There are many reasons to seek out clinical supervision: Work becomes intense, specific challenges with cases, limited supervision at organization, limited degree of interaction with other clinicians, or seeking a new professional license. Whatever the reason, it is helpful to seek a supervisor that fits your needs, style, and clinical focus.
Many supervisors offer initial sessions to see if the relationship is a “fit.” Researching potential supervisors can help you decide on a supervisor. Here are a few areas to consider in no particular order; this is not an exhaustive list.
- Credentials: It is important to ensure the supervisor is able to supervise clinicians. This is especially important if you are seeking a professional license as there are specific requirements for each license.

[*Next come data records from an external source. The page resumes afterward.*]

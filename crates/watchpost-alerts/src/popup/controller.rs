//! Popup state machine.
//!
//! ```text
//! Hidden --show--> Counting --hover--> Paused --unhover--> Counting
//!                     |  \__ tick x N __                      |
//!                     |                 \                     |
//!                     +--close/click--> Closing <--close/click+
//!                                          |
//!                                   finish_close
//!                                          v
//!                                        Hidden
//! ```
//!
//! `show` is accepted in every phase and always replaces the current alert.
//! Every accepted transition bumps the timer epoch; timers armed under an
//! older epoch must not act.

#[cfg(test)]
#[path = "controller_tests.rs"]
mod tests;

use std::path::PathBuf;
use std::sync::Arc;

use tracing::{debug, trace};

use watchpost_config::{ConfigLoader, PopupConfig};
use watchpost_protocols::{Alert, PopupPhase, PopupView, Presenter, ValidationError};

#[derive(Debug, Clone)]
struct AlertSound {
    path: PathBuf,
    volume: f32,
}

/// Owns the single displayed alert and its countdown.
pub struct AlertPopupController {
    presenter: Arc<dyn Presenter>,
    /// Full countdown in ticks; `0` disables auto-dismiss.
    duration: u32,
    /// `None` when sounds are disabled.
    sound: Option<AlertSound>,
    alert: Option<Alert>,
    phase: PopupPhase,
    remaining: u32,
    epoch: u64,
}

impl AlertPopupController {
    /// Create a controller from popup configuration.
    pub fn new(config: &PopupConfig, presenter: Arc<dyn Presenter>) -> Self {
        Self {
            presenter,
            duration: config.duration_ticks,
            sound: config.sound_enabled.then(|| AlertSound {
                path: PathBuf::from(ConfigLoader::expand_path(&config.sound_path)),
                volume: config.volume,
            }),
            alert: None,
            phase: PopupPhase::Hidden,
            remaining: 0,
            epoch: 0,
        }
    }

    /// Create a silent controller with the given countdown.
    pub fn with_duration(duration: u32, presenter: Arc<dyn Presenter>) -> Self {
        Self {
            presenter,
            duration,
            sound: None,
            alert: None,
            phase: PopupPhase::Hidden,
            remaining: 0,
            epoch: 0,
        }
    }

    /// Display `alert`, replacing whatever is on screen.
    pub fn show(&mut self, mut alert: Alert) -> Result<(), ValidationError> {
        alert.validate()?;
        alert.closing = false;

        if let Some(ref sound) = self.sound {
            if let Err(e) = self
                .presenter
                .play_sound(alert.kind, &sound.path, sound.volume)
            {
                debug!(path = %sound.path.display(), "Alert sound playback failed: {}", e);
            }
        }

        debug!(kind = %alert.kind, title = %alert.title, "Showing alert popup");
        self.alert = Some(alert);
        self.remaining = self.duration;
        self.transition(PopupPhase::Counting);
        Ok(())
    }

    /// Pointer entered the popup. Restores the full countdown and suspends it.
    pub fn on_hover_enter(&mut self) -> bool {
        if !self.phase.is_visible() {
            trace!(phase = ?self.phase, "Ignoring hover enter");
            return false;
        }
        self.remaining = self.duration;
        self.transition(PopupPhase::Paused);
        true
    }

    /// Pointer left the popup. Resumes counting from the full duration.
    pub fn on_hover_leave(&mut self) -> bool {
        if self.phase != PopupPhase::Paused {
            trace!(phase = ?self.phase, "Ignoring hover leave");
            return false;
        }
        self.remaining = self.duration;
        self.transition(PopupPhase::Counting);
        true
    }

    /// Advance the countdown by one time unit.
    ///
    /// Returns `true` when this tick closed the popup.
    pub fn tick(&mut self) -> bool {
        if self.phase != PopupPhase::Counting || !self.is_auto_dismiss() {
            return false;
        }

        self.remaining = self.remaining.saturating_sub(1);
        if self.remaining == 0 {
            return self.close();
        }
        self.render();
        false
    }

    /// Start the exit animation. Idempotent within one visible cycle.
    pub fn close(&mut self) -> bool {
        if !self.phase.is_visible() {
            return false;
        }
        if let Some(alert) = self.alert.as_mut() {
            alert.closing = true;
        }
        self.transition(PopupPhase::Closing);
        true
    }

    /// Click on the popup body.
    pub fn click(&mut self) -> bool {
        self.close()
    }

    /// Exit animation finished: remove the alert.
    pub fn finish_close(&mut self) -> bool {
        if self.phase != PopupPhase::Closing {
            return false;
        }
        self.alert = None;
        self.remaining = 0;
        self.transition(PopupPhase::Hidden);
        true
    }

    pub fn phase(&self) -> PopupPhase {
        self.phase
    }

    pub fn alert(&self) -> Option<&Alert> {
        self.alert.as_ref()
    }

    pub fn remaining(&self) -> u32 {
        self.remaining
    }

    pub fn duration(&self) -> u32 {
        self.duration
    }

    /// Timer epoch; changes on every accepted transition.
    pub fn epoch(&self) -> u64 {
        self.epoch
    }

    /// Whether ticks can close the popup.
    pub fn is_auto_dismiss(&self) -> bool {
        self.duration > 0
    }

    /// Render snapshot, `None` while hidden.
    pub fn view(&self) -> Option<PopupView> {
        let alert = self.alert.as_ref()?;
        Some(PopupView {
            alert: alert.clone(),
            phase: self.phase,
            remaining: self.is_auto_dismiss().then_some(self.remaining),
            show_countdown: self.phase != PopupPhase::Paused,
        })
    }

    fn transition(&mut self, phase: PopupPhase) {
        trace!(from = ?self.phase, to = ?phase, "Popup transition");
        self.phase = phase;
        self.epoch = self.epoch.wrapping_add(1);
        self.render();
    }

    fn render(&self) {
        let view = self.view();
        self.presenter.render(view.as_ref());
    }
}

impl std::fmt::Debug for AlertPopupController {
    fn fmt(&self, f: &mut std::fmt::Formatter<'_>) -> std::fmt::Result {
        f.debug_struct("AlertPopupController")
            .field("phase", &self.phase)
            .field("alert", &self.alert)
            .field("remaining", &self.remaining)
            .field("duration", &self.duration)
            .field("epoch", &self.epoch)
            .finish()
    }
}
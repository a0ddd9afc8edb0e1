//! # Watchpost Config
//!
//! Configuration management for the Watchpost alert core.

mod error;
mod loader;
mod schema;
mod validator;

pub use error::ConfigError;
pub use loader::ConfigLoader;
pub use schema::*;
pub use validator::{ConfigValidator, ValidationError, ValidationResult, ValidationWarning};
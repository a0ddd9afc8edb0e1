//! Validation errors.

use thiserror::Error;

use crate::types::{Alert, AlertKind};

/// Rejected caller input. Raised before any side effect takes place.
#[derive(Debug, Clone, PartialEq, Eq, Error)]
pub enum ValidationError {
    #[error("Message is empty")]
    EmptyMessage,

    #[error("No notification channel selected")]
    NoChannelSelected,

    #[error("Malformed trigger: {0}")]
    MalformedTrigger(String),
}

impl ValidationError {
    /// The popup the dashboard shows when a broadcast form is rejected.
    pub fn to_alert(&self) -> Alert {
        match self {
            ValidationError::EmptyMessage => Alert::new(
                AlertKind::Error,
                "Message Required",
                "Please enter a message before sending.",
            ),
            ValidationError::NoChannelSelected => Alert::new(
                AlertKind::Warning,
                "No Channels Selected",
                "Please select at least one communication channel.",
            ),
            ValidationError::MalformedTrigger(reason) => {
                Alert::new(AlertKind::Error, "Invalid Alert", reason.clone())
            }
        }
    }
}

#[cfg(test)]
mod tests {
    use super::*;

    #[test]
    fn test_empty_message_display() {
        let err = ValidationError::EmptyMessage;
        assert!(err.to_string().contains("empty"));
    }

    #[test]
    fn test_malformed_trigger_display() {
        let err = ValidationError::MalformedTrigger("unknown alert type 'fatal'".to_string());
        let display = err.to_string();
        assert!(display.contains("Malformed"));
        assert!(display.contains("fatal"));
    }

    #[test]
    fn test_empty_message_alert() {
        let alert = ValidationError::EmptyMessage.to_alert();
        assert_eq!(alert.kind, AlertKind::Error);
        assert_eq!(alert.title, "Message Required");
    }

    #[test]
    fn test_no_channel_alert_is_warning() {
        let alert = ValidationError::NoChannelSelected.to_alert();
        assert_eq!(alert.kind, AlertKind::Warning);
        assert_eq!(alert.title, "No Channels Selected");
    }
}
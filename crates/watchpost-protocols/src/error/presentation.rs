//! Presentation errors.

use thiserror::Error;

/// Non-fatal failure of a presentation side effect such as sound playback.
#[derive(Debug, Error)]
pub enum PresentationError {
    #[error("Playback blocked: {0}")]
    PlaybackBlocked(String),

    #[error("Audio output unavailable")]
    Unavailable,

    #[error("IO error: {0}")]
    Io(#[from] std::io::Error),
}
//! Error types for the Watchpost protocol layer.

mod presentation;
mod transport;
mod validation;

pub use presentation::*;
pub use transport::*;
pub use validation::*;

- Years in practice as a supervisor and as clinician: It is helpful to find someone experienced in both therapy and supervision. Being a skilled clinician does not automatically make one a skilled supervisor and vice versa. Again, there are some set requirements for specific licensing supervisors. You should check with your profession's licensing board to ensure the supervisor meets the requirements.
- Supervision Model: Does the supervisor follow a specific model? Supervision is a specific practice with models that guide the process.
- Clinical style and knowledge: Does the supervisor have knowledge and competency to supervise you on the modalities, theories, and populations you work with?
- Feedback: What is your preferred way of receiving feedback? Is the supervisor's style compatible with yours?
- Relationship: Remember this is a professional relationship that builds over time through open, honest feedback and support. Starting with a a good base can aid in the development of the working relationship.